## Directions for this task
Your answer should be each line of the entries that contains the word "logs", copied in full.
[Extracted data Boundary: Start]
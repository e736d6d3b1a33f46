//! Addressable locations
//!
//! A location is the canonical resource path followed by an optional chain of
//! `#`-prefixed, percent-encoded tokens. Nested tab menus consume the tokens
//! left to right, so `/problems#All%20problems#Public` reopens the "Public"
//! sub-tab of the "All problems" tab.

use percent_encoding::{percent_decode_str, utf8_percent_encode, AsciiSet, NON_ALPHANUMERIC};
use serde::{Deserialize, Serialize};
use std::fmt;

/// Characters left untouched by `encodeURIComponent`.
const COMPONENT: &AsciiSet = &NON_ALPHANUMERIC
    .remove(b'-')
    .remove(b'_')
    .remove(b'.')
    .remove(b'!')
    .remove(b'~')
    .remove(b'*')
    .remove(b'\'')
    .remove(b'(')
    .remove(b')');

#[derive(Debug, Clone, PartialEq, Eq, Default, Serialize, Deserialize)]
pub struct Location {
    pub path: String,
    pub tokens: Vec<String>,
}

impl Location {
    pub fn new(path: impl Into<String>) -> Self {
        Self {
            path: path.into(),
            tokens: Vec::new(),
        }
    }

    /// Parse `path#tok#tok`. An empty fragment yields no tokens.
    pub fn parse(raw: &str) -> Self {
        let (path, fragment) = match raw.find('#') {
            Some(pos) => (&raw[..pos], &raw[pos + 1..]),
            None => (raw, ""),
        };
        let tokens = if fragment.is_empty() {
            Vec::new()
        } else {
            fragment.split('#').map(decode_token).collect()
        };
        Self {
            path: path.to_string(),
            tokens,
        }
    }

    pub fn with_tokens(&self, tokens: Vec<String>) -> Self {
        Self {
            path: self.path.clone(),
            tokens,
        }
    }

    /// Encoded fragment including the leading `#` of every token.
    pub fn fragment(&self) -> String {
        let mut out = String::new();
        for token in &self.tokens {
            out.push('#');
            out.push_str(&utf8_percent_encode(token, COMPONENT).to_string());
        }
        out
    }

    /// Path segments without the empty leading one, e.g. `/p/12` -> `["p", "12"]`.
    pub fn segments(&self) -> Vec<&str> {
        self.path.split('/').filter(|s| !s.is_empty()).collect()
    }
}

impl fmt::Display for Location {
    fn fmt(&self, f: &mut fmt::Formatter<'_>) -> fmt::Result {
        write!(f, "{}{}", self.path, self.fragment())
    }
}

impl From<&str> for Location {
    fn from(raw: &str) -> Self {
        Location::parse(raw)
    }
}

fn decode_token(raw: &str) -> String {
    percent_decode_str(raw).decode_utf8_lossy().into_owned()
}

#[cfg(test)]
mod tests {
    use super::*;

    #[test]
    fn parses_path_and_tokens() {
        let loc = Location::parse("/problems#All%20problems#Public");
        assert_eq!(loc.path, "/problems");
        assert_eq!(loc.tokens, vec!["All problems", "Public"]);
    }

    #[test]
    fn empty_fragment_has_no_tokens() {
        assert!(Location::parse("/jobs#").tokens.is_empty());
        assert!(Location::parse("/jobs").tokens.is_empty());
    }

    #[test]
    fn display_encodes_like_encode_uri_component() {
        let loc = Location {
            path: "/logs".to_string(),
            tokens: vec!["Server (web)".to_string(), "a#b/c".to_string()],
        };
        assert_eq!(loc.to_string(), "/logs#Server%20(web)#a%23b%2Fc");
        assert_eq!(Location::parse(&loc.to_string()), loc);
    }

    #[test]
    fn segments_skip_empty_parts() {
        assert_eq!(Location::new("/jobs/17").segments(), vec!["jobs", "17"]);
        assert!(Location::new("/").segments().is_empty());
    }
}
[Extracted data Boundary: End]
## Response to the exercise
            path: "/logs".to_string(),
        assert_eq!(loc.to_string(), "/logs#Server%20(web)#a%23b%2Fc");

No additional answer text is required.